Sandvine Incorporated
AIM : SAND

Sandvine Incorporated

October 19, 2006 07:00 ET

Sandvine Corporation Enters Into Binding Underwriting Agreement and Files Final Prospectus for Public Offering of Common Shares

WATERLOO, ONTARIO--(CCNMatthews - Oct. 19, 2006) -

NOT FOR DISTRIBUTION TO U.S. NEWSWIRE SERVICES OR FOR DISSEMINATION IN THE UNITED STATES

Sandvine Corporation ("Sandvine") (AIM:SAND) announced today that it has entered into a binding underwriting agreement with respect to a new issue of 7,895,000 common shares and a secondary offering of 13,158,000 common shares by certain existing shareholders of Sandvine at a price of $1.90 per common share (the "Offering"). Sandvine has filed its final prospectus in respect of the Offering with the securities regulatory authorities in each of the provinces and territories of Canada. The common shares have been conditionally approved for listing on the Toronto Stock Exchange under the symbol "SVC". Sandvine's existing issued common shares are currently admitted to trading on the AIM Market of the London Stock Exchange (AIM:SAND) and application will be made for admission of the new common shares to trading on AIM.
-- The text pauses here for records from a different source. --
// Copyright 2021 System76 <info@system76.com>
// SPDX-License-Identifier: LGPL-3.0-only

use crate::block_types::*;
use crate::errors::{OperationError, Result};
use crate::raid::RaidLevel;
use crate::table::PartitionTable;
use crate::ACellOwner;
use libudev::Device as UDevice;
use std::ffi::OsStr;
use std::path::{Path, PathBuf};

pub struct UDev {
    pub context: libudev::Context,
    pub enumerator: libudev::Enumerator,
}

impl UDev {
    /// An enumerator over the block subsystem.
    pub fn new() -> Result<Self> {
        let context = libudev::Context::new().map_err(udev_error)?;
        let mut enumerator = libudev::Enumerator::new(&context).map_err(udev_error)?;
        enumerator.match_subsystem("block").map_err(udev_error)?;

        Ok(Self { context, enumerator })
    }

    /// Rebuilds `inventory` from the devices udev currently knows.
    pub fn scan(&mut self, inventory: &mut BlockInventory, t: &mut ACellOwner) -> Result<()> {
        inventory.clear();

        let mut devices = self.enumerator.scan_devices().map_err(udev_error)?.collect::<Vec<_>>();

        // Parents before the devices stacked upon them.
        devices.sort_by_key(|device| (stacking_rank(device), device.sysnum()));

        for device in &devices {
            self.append(inventory, device, t);
        }

        tracing::debug!("udev reported {} block devices", inventory.blocks.len());
        Ok(())
    }

    /// Appends relevant information about this device to the inventory.
    pub fn append(&self, inventory: &mut BlockInventory, device: &UDevice, t: &mut ACellOwner) {
        match device.devtype().and_then(OsStr::to_str) {
            Some("disk") => match property(device, "DM_NAME") {
                Some(dm_name) => self.append_dm(inventory, device, dm_name.to_owned(), t),
                None if property(device, "MD_LEVEL").is_some() => self.append_array(inventory, device, t),
                None => self.append_disk(inventory, device),
            },
            Some("partition") => self.append_partition(inventory, device, t),
            _ => (),
        }
    }

    /// Append a device which we have determined to be a physical disk.
    fn append_disk(&self, inventory: &mut BlockInventory, device: &UDevice) {
        let dev = ward::ward!(block_info(device), else { return });

        if dev.name.contains("loop") || dev.name.contains("/dev/ram") {
            return;
        }

        let table = property(device, "ID_PART_TABLE_TYPE").and_then(|table| match table {
            "gpt" => Some(PartitionTable::Gpt),
            "dos" | "mbr" => Some(PartitionTable::Mbr),
            _ => None,
        });

        let sector_size = match device
            .attribute_value("queue/logical_block_size")
            .and_then(OsStr::to_str)
        {
            Some(size) => match size.parse::<u64>() {
                Ok(size) => size,
                Err(_) => {
                    tracing::warn!("{}: does not contain a valid sector size: {}", dev.name, size);
                    return;
                }
            },
            None => {
                tracing::warn!("{}: does not contain a sector size", dev.name);
                return;
            }
        };

        inventory.insert_disk(DiskNode {
            device: dev,
            table,
            sector_size,
            removable: attribute_flag(device, "removable"),
            read_only: attribute_flag(device, "ro"),
            model: property(device, "ID_MODEL").unwrap_or_default().to_owned(),
            serial: property(device, "ID_SERIAL").unwrap_or_default().to_owned(),
            partitions: Vec::new(),
        });
    }

    /// Append a device which we have determined to be a physical partition.
    fn append_partition(&self, inventory: &mut BlockInventory, dev: &UDevice, t: &mut ACellOwner) {
        let device = ward::ward!(block_info(dev), else {
            tracing::warn!("partition without device information");
            return;
        });

        let parent_devname = ward::ward!(self.parent_devname(dev, &device.name), else { return });

        // Partitions inside an array are not installation targets.
        if parent_devname.starts_with("/dev/md") {
            return;
        }

        let offset = ward::ward!(property(dev, "ID_PART_ENTRY_OFFSET"), else {
            tracing::warn!("{}: lacks ID_PART_ENTRY_OFFSET", device.name);
            return;
        });

        let number = property(dev, "ID_PART_ENTRY_NUMBER")
            .or_else(|| property(dev, "PARTN"))
            .and_then(|number| number.parse::<u32>().ok())
            .unwrap_or_default();

        inventory.insert_partition(
            PartitionNode {
                offset: offset.parse::<u64>().unwrap_or_default(),
                uuid: property(dev, "ID_PART_ENTRY_UUID").unwrap_or_default().to_owned(),
                disk: parent_devname,
                number,
                device,
            },
            t,
        );
    }

    /// Append a device map, such as an unlocked LUKS volume or a logical volume.
    fn append_dm(&self, inventory: &mut BlockInventory, dev: &UDevice, dm_name: String, t: &mut ACellOwner) {
        let device = ward::ward!(block_info(dev), else {
            tracing::warn!("device map without device information");
            return;
        });

        let parents = self.parent_devnames(dev);

        inventory.insert_map(
            DeviceMap {
                device,
                lv_name: property(dev, "DM_LV_NAME").map(String::from),
                name: dm_name,
                vg_name: property(dev, "DM_VG_NAME").map(String::from),
                parents,
            },
            t,
        );
    }

    /// Arrays are block devices of type disk, whose parents are their members.
    pub fn append_array(&self, inventory: &mut BlockInventory, dev: &UDevice, t: &mut ACellOwner) {
        let device = ward::ward!(block_info(dev), else { return });
        let level = property(dev, "MD_LEVEL").and_then(RaidLevel::parse);
        let members = self.parent_devnames(dev);

        inventory.insert_array(ArrayNode { device, level, members }, t);
    }

    fn parent_devnames(&self, dev: &UDevice) -> Vec<String> {
        let syspath = ward::ward!(dev.syspath(), else { return Vec::new() });

        parents(syspath)
            .filter_map(|parent| match UDevice::from_syspath(&self.context, &parent) {
                Ok(parent) => property(&parent, "DEVNAME").map(String::from),
                Err(why) => {
                    tracing::warn!("{:?}: libudev device without syspath: {}", parent, why);
                    None
                }
            })
            .collect()
    }

    fn parent_devname(&self, dev: &UDevice, name: &str) -> Option<String> {
        let parent = self.parent_devnames(dev).into_iter().next();
        if parent.is_none() {
            tracing::warn!("{}: lacks a parent", name);
        }
        parent
    }
}

fn stacking_rank(device: &UDevice) -> u8 {
    match device.devtype().and_then(OsStr::to_str) {
        Some("disk") if property(device, "DM_NAME").is_some() => 3,
        Some("disk") if property(device, "MD_LEVEL").is_some() => 2,
        Some("disk") => 0,
        _ => 1,
    }
}

fn udev_error(why: libudev::Error) -> OperationError {
    OperationError::Invariant(format!("udev: {}", why))
}

/// Automatically convert `UDevice` properties to Rust strings.
fn property<'a>(device: &'a UDevice, property: &str) -> Option<&'a str> {
    device.property_value(property).and_then(OsStr::to_str)
}

fn attribute_flag(device: &UDevice, attribute: &str) -> bool {
    device.attribute_value(attribute).and_then(OsStr::to_str) == Some("1")
}

/// Get device-specific information from a `UDevice`.
fn block_info(device: &UDevice) -> Option<BlockInfo> {
    let name = device.property_value("DEVNAME")?.to_str()?;
    let size = device.attribute_value("size")?.to_str()?.parse::<u64>().ok()?;

    let mut info = BlockInfo::new(name, size);
    if let Some(kind) = property(device, "ID_FS_TYPE") {
        info = info.with_fs(
            kind,
            property(device, "ID_FS_UUID").unwrap_or_default(),
            property(device, "ID_FS_LABEL"),
        );
    }

    Some(info)
}

/// Locate the parents of the given device.
///
/// Some devices define their parents under `{DEV}/slaves`, while others can be determined
/// by checking if the parent directory contains a `queue` sub-directory.
pub fn parents(device_path: &Path) -> impl Iterator<Item = PathBuf> {
    let parents: Box<dyn Iterator<Item = PathBuf>> = match device_path.join("slaves").read_dir() {
        Ok(parents) => {
            let iterator = parents
                .filter_map(|entry| entry.ok())
                .filter_map(|parent| parent.path().canonicalize().ok())
                .filter(|path| path.components().any(|c| c.as_os_str() == "block"));

            Box::new(iterator)
        }
        Err(_) => Box::new(std::iter::empty()),
    };

    let parent = device_path
        .parent()
        .filter(|parent| parent.join("queue").exists())
        .map(Path::to_path_buf);

    parents.chain(parent)
}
The Offering is being underwritten by a syndicate of investment banks led by Canaccord Capital Corporation and CIBC World Markets Inc. which includes RBC Dominion Securities Inc., BMO Nesbitt Burns Inc. and National Bank Financial Inc. The underwriters have been granted an option to purchase up to an additional 15% of the number of shares sold under the Offering from certain of the existing shareholders of Sandvine at a price of $1.90 per common share at any time within 30 days of the closing of the Offering.

It is expected that the Offering will close on or about October 26, 2006 and is subject to customary closing conditions.

The common shares to be issued pursuant to this proposed offering have not been, and will not be, registered under the United Securities Act of 1933, as amended (the "Act") and may not be offered or sold in the United States absent registration or any applicable exemption from the registration requirement of such Act. Accordingly, this press release shall not constitute an offer to sell or the solicitation of an offer to buy, nor shall there be any sale of these securities in any jurisdiction in which such offer, solicitation or same would be unlawful prior to qualification under the securities laws of any such jurisdiction.

Forward-Looking Statements

Any forward-looking statements in this press release are based on current expectations that are subject to significant risks and uncertainties that are difficult to predict. Actual results may differ materially from projections suggested in any forward-looking statements due to a number of risks including those associated with the business of Sandvine, the proposed offering and regulatory matters. Sandvine assumes no obligation to update the forward-looking statements, or to update the reasons why actual results could differ from those reflected in the forward-looking statements. Readers are cautioned not to place undue reliance on forward-looking statements. Additional information identifying risks and uncertainties are contained in Sandvine's prospectus filed with the Canadian securities regulatory authorities, available at www.sedar.com.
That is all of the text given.